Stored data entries
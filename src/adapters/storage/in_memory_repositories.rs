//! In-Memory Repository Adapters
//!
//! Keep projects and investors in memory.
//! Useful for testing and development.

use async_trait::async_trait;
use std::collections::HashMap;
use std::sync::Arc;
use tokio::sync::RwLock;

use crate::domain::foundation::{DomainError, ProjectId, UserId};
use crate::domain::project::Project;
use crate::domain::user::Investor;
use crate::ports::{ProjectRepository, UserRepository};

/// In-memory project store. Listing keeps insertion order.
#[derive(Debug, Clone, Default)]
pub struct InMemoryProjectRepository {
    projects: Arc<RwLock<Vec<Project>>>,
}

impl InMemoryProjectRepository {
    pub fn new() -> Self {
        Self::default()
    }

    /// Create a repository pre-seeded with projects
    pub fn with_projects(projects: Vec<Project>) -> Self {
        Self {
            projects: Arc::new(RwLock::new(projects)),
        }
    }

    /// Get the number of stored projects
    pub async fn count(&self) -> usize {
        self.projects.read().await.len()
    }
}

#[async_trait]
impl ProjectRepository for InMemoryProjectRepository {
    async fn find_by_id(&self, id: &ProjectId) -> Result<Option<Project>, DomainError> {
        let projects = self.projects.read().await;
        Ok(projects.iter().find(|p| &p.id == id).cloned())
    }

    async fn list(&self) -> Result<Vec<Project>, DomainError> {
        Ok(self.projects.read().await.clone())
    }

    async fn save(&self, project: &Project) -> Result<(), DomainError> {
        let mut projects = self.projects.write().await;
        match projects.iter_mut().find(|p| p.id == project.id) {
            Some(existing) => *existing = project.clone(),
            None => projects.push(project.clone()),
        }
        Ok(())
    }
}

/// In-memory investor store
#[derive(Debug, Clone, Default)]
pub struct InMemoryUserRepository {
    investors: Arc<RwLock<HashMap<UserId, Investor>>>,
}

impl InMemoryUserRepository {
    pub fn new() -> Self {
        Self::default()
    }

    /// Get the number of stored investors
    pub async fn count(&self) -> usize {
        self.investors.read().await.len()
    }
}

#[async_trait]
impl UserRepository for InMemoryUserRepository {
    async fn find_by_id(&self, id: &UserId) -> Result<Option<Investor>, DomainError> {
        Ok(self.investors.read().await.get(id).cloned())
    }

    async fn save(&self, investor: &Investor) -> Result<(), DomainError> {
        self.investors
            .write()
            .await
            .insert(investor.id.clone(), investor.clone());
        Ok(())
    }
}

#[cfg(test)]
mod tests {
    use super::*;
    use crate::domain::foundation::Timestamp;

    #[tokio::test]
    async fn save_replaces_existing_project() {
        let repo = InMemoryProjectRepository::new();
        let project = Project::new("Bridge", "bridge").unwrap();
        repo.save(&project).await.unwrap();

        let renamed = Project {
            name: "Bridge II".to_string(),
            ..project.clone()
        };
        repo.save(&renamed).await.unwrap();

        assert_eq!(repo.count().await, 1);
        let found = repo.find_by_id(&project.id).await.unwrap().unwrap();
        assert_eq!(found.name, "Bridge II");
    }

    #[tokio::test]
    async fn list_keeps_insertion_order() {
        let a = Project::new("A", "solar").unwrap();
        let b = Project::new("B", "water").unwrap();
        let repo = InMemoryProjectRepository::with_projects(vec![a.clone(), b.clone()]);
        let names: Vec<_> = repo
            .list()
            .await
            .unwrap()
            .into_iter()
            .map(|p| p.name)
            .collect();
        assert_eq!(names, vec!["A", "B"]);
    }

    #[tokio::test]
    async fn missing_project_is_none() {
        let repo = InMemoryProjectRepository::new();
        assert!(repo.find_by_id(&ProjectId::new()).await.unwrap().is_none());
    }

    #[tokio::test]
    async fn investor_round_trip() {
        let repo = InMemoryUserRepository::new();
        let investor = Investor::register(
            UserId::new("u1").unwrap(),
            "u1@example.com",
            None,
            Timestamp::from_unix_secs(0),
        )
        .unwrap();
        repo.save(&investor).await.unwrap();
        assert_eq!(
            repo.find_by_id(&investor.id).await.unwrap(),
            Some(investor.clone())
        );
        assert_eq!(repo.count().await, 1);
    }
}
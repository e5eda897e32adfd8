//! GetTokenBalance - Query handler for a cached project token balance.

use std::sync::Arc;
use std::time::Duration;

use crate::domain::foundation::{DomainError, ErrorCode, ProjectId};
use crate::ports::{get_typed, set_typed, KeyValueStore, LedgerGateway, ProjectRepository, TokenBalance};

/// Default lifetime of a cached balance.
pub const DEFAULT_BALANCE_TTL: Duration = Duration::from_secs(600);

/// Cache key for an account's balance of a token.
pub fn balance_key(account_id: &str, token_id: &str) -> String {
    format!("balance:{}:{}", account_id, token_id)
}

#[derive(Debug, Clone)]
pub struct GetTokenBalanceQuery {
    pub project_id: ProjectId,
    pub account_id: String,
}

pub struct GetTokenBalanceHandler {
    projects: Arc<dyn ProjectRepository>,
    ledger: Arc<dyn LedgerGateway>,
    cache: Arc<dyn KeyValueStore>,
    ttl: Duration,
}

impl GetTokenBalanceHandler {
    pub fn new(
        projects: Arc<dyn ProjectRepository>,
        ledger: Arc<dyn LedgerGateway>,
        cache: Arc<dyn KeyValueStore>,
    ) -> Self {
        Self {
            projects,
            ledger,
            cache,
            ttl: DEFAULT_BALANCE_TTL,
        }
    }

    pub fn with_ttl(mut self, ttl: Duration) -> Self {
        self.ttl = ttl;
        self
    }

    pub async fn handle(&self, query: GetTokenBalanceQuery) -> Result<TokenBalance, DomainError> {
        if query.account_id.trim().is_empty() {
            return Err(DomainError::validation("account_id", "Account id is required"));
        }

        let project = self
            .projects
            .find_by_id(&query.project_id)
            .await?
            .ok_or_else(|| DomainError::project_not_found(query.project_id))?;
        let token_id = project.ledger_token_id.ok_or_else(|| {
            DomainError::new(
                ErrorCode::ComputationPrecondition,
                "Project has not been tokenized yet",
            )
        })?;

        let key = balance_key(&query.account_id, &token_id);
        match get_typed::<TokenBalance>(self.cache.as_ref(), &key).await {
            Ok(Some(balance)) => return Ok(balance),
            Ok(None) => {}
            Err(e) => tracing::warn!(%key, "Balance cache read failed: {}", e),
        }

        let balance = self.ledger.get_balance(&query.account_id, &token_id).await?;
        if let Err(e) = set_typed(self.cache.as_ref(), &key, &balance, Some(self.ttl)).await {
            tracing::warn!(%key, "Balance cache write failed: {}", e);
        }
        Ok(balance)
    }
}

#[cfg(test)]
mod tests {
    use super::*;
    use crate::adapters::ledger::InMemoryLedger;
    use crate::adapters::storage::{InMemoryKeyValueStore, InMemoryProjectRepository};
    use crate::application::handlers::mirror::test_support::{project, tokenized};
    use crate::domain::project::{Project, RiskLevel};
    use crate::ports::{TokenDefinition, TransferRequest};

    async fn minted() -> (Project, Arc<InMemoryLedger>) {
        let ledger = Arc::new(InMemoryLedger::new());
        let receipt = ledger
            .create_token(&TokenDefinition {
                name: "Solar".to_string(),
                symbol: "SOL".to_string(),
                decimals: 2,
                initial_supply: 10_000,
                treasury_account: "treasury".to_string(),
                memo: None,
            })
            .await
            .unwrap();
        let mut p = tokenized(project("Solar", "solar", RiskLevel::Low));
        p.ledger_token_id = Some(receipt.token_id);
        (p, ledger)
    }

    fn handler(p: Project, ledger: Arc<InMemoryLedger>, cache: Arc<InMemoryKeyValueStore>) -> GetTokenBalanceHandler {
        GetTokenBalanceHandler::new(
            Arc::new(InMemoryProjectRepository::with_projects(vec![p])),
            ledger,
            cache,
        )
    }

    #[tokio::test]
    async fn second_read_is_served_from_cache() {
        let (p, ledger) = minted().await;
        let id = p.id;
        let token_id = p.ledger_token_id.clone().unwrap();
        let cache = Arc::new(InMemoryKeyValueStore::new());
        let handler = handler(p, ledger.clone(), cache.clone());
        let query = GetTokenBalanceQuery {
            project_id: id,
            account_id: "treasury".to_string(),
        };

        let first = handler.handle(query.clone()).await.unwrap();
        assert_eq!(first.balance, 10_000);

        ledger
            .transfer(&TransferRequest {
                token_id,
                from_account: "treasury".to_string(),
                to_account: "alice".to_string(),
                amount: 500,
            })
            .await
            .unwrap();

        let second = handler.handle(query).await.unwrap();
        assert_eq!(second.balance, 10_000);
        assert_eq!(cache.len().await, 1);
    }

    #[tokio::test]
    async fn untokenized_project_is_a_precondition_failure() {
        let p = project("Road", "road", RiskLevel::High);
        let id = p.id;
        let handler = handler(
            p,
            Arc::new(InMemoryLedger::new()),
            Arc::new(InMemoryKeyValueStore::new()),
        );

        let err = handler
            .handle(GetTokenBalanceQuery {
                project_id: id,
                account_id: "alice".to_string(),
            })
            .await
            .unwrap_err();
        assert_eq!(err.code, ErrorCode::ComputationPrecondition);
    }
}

* * *

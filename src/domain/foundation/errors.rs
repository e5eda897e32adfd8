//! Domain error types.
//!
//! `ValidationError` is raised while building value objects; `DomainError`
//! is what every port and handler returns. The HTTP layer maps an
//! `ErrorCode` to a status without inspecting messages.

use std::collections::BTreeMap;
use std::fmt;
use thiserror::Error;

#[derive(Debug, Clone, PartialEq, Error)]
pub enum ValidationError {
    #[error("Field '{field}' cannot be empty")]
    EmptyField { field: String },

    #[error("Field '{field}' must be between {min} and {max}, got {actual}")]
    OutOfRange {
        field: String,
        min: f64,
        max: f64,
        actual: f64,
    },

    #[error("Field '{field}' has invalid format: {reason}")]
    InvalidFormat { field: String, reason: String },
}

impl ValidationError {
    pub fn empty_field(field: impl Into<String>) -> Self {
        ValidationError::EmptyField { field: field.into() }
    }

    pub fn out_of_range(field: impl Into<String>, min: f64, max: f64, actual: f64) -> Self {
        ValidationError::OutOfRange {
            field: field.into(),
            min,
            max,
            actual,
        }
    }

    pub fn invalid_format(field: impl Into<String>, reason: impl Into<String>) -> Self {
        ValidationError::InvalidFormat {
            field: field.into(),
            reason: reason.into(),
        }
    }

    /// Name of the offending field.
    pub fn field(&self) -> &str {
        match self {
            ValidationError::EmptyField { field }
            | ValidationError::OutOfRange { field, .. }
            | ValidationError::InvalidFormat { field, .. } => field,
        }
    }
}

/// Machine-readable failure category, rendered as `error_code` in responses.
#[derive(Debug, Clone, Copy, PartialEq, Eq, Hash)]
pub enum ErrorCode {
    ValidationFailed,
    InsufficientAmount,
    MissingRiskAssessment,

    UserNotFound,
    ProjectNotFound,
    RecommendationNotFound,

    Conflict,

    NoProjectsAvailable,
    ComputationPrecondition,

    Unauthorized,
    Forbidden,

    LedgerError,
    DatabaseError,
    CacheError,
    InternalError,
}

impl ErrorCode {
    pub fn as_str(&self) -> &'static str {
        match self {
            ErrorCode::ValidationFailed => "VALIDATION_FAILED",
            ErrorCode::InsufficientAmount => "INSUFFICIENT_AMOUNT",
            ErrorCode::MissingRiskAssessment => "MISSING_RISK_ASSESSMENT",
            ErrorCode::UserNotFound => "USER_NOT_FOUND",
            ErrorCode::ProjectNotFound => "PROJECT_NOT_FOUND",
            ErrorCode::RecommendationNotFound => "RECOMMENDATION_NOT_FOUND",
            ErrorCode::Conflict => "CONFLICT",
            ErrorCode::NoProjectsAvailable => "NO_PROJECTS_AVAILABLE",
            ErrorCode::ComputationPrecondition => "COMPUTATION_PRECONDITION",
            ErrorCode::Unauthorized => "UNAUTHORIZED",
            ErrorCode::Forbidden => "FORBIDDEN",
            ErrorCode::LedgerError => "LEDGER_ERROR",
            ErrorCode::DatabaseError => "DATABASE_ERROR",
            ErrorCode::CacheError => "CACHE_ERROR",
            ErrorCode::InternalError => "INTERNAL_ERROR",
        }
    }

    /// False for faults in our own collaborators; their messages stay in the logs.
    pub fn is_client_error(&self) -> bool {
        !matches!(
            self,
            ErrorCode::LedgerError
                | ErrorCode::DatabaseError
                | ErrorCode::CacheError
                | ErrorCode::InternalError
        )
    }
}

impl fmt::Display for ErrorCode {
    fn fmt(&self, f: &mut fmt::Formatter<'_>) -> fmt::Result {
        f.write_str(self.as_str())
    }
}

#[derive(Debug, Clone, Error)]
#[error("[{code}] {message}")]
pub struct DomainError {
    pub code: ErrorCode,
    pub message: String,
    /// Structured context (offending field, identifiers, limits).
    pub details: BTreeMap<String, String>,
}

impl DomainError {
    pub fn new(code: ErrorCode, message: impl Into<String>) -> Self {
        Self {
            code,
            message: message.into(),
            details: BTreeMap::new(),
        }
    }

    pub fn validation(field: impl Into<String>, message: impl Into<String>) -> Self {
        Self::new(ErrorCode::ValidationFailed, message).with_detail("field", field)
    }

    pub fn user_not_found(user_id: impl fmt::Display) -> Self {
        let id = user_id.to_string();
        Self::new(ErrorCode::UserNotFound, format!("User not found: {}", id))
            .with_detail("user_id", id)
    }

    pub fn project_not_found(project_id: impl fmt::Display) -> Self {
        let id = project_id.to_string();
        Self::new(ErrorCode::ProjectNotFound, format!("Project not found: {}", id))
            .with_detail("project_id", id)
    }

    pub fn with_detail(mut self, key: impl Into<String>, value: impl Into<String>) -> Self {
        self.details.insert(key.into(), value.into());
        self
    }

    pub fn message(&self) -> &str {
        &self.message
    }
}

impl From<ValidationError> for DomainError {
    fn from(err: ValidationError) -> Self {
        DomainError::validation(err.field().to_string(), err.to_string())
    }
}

_Problem_: Within the records, tally every line that contains the word "ProjectId". Only the resulting number should be given.

_Output_: 5